- _THE PROBLEM_
Lines outside the range are not wanted. Give again exactly the lines between the line holding "bids per axis." and the line holding "pub fn column(&self, opp: u32)", inclusive, from the listing below.

═════ RECORDS FOR THIS TASK

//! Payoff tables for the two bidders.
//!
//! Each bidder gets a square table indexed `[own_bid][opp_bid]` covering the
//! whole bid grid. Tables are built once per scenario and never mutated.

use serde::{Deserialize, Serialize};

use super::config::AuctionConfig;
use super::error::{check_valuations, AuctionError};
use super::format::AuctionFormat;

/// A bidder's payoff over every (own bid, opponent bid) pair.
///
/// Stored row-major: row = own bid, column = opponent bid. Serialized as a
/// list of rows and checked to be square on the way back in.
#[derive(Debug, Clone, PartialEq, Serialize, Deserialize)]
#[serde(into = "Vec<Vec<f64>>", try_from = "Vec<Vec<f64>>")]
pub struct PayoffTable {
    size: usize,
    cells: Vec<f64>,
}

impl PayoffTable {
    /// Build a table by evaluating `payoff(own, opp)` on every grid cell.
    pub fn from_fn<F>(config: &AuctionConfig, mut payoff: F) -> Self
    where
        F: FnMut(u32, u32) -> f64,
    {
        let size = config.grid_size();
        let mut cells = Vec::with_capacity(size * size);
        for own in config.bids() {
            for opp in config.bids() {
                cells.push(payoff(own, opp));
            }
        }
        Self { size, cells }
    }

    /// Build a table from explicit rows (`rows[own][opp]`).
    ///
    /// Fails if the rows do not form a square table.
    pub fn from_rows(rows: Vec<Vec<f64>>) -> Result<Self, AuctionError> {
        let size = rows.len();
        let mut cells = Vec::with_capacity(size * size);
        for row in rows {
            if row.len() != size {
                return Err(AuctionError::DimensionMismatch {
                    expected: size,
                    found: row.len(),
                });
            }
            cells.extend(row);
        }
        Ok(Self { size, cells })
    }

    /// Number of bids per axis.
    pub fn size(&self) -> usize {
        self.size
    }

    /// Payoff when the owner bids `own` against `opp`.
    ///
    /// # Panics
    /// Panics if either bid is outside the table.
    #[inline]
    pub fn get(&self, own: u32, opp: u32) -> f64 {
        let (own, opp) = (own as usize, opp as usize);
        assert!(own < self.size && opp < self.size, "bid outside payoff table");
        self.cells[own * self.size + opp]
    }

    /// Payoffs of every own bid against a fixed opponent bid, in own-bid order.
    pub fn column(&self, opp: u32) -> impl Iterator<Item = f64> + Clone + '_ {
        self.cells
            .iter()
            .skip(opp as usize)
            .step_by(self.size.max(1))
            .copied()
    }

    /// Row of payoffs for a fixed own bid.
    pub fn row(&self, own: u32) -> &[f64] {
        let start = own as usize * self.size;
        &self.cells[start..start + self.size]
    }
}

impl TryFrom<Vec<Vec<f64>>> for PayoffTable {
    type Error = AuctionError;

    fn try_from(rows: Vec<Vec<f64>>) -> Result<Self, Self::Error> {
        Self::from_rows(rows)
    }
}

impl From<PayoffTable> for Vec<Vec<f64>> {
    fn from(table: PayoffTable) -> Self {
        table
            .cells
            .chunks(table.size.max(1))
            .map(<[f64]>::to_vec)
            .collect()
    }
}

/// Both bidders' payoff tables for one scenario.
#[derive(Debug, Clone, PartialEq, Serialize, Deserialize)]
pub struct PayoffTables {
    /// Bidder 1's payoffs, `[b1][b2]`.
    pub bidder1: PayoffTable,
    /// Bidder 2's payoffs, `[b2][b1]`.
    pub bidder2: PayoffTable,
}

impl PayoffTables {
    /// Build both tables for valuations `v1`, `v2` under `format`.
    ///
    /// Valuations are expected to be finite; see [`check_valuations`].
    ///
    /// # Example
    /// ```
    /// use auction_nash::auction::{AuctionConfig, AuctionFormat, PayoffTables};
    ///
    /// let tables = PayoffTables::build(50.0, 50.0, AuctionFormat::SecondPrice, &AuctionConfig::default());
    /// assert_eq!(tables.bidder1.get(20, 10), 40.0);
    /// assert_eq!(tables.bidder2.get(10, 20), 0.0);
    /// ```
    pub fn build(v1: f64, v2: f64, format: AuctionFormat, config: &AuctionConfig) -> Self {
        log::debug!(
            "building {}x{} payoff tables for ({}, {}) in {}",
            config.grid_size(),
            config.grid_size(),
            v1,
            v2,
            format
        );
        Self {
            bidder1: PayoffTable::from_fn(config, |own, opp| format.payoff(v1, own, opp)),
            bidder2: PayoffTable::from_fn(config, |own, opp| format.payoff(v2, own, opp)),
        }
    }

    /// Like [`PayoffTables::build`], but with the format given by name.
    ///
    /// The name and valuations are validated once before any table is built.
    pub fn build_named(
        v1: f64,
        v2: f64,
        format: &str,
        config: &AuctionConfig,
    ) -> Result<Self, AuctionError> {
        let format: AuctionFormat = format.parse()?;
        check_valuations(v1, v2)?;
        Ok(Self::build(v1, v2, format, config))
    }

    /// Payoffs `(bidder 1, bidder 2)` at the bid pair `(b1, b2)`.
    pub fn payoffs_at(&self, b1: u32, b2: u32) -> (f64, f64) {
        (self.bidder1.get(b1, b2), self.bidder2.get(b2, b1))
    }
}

══════════
═════ RECORDS FOR THIS TASK

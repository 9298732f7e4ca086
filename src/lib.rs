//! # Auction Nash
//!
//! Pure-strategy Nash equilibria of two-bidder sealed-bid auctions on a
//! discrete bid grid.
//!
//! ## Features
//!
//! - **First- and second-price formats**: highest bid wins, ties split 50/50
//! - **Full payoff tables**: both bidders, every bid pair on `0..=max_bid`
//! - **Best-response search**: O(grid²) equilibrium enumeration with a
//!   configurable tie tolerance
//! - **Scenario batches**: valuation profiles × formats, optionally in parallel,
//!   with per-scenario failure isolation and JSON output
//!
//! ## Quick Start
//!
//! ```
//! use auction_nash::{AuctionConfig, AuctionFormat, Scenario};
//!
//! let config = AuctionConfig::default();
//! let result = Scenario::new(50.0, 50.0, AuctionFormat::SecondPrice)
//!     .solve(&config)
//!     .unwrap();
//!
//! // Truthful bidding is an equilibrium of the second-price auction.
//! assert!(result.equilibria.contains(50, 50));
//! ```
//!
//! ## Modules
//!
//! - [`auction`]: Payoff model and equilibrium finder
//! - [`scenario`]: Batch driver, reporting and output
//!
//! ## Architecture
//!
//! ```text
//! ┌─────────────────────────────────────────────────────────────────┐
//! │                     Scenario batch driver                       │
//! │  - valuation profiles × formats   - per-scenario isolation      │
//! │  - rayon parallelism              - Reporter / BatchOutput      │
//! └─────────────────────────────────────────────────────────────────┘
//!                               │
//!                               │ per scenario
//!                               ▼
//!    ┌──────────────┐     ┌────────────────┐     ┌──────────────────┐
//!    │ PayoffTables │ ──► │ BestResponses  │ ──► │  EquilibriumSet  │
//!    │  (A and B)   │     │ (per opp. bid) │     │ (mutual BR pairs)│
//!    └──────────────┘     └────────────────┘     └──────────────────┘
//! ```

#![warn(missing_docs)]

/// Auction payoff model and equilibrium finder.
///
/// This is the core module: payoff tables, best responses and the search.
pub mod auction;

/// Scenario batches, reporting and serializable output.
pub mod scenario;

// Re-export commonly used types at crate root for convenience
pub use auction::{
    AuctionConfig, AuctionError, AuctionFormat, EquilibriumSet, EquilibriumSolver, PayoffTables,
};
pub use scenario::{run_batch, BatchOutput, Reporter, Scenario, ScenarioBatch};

══════════

- _YOUR SOLUTION_
    /// Number of bids per axis.
    pub fn size(&self) -> usize {
        self.size
    }

    /// Payoff when the owner bids `own` against `opp`.
    ///
    /// # Panics
    /// Panics if either bid is outside the table.
    #[inline]
    pub fn get(&self, own: u32, opp: u32) -> f64 {
        let (own, opp) = (own as usize, opp as usize);
        assert!(own < self.size && opp < self.size, "bid outside payoff table");
        self.cells[own * self.size + opp]
    }

    /// Payoffs of every own bid against a fixed opponent bid, in own-bid order.
    pub fn column(&self, opp: u32) -> impl Iterator<Item = f64> + Clone + '_ {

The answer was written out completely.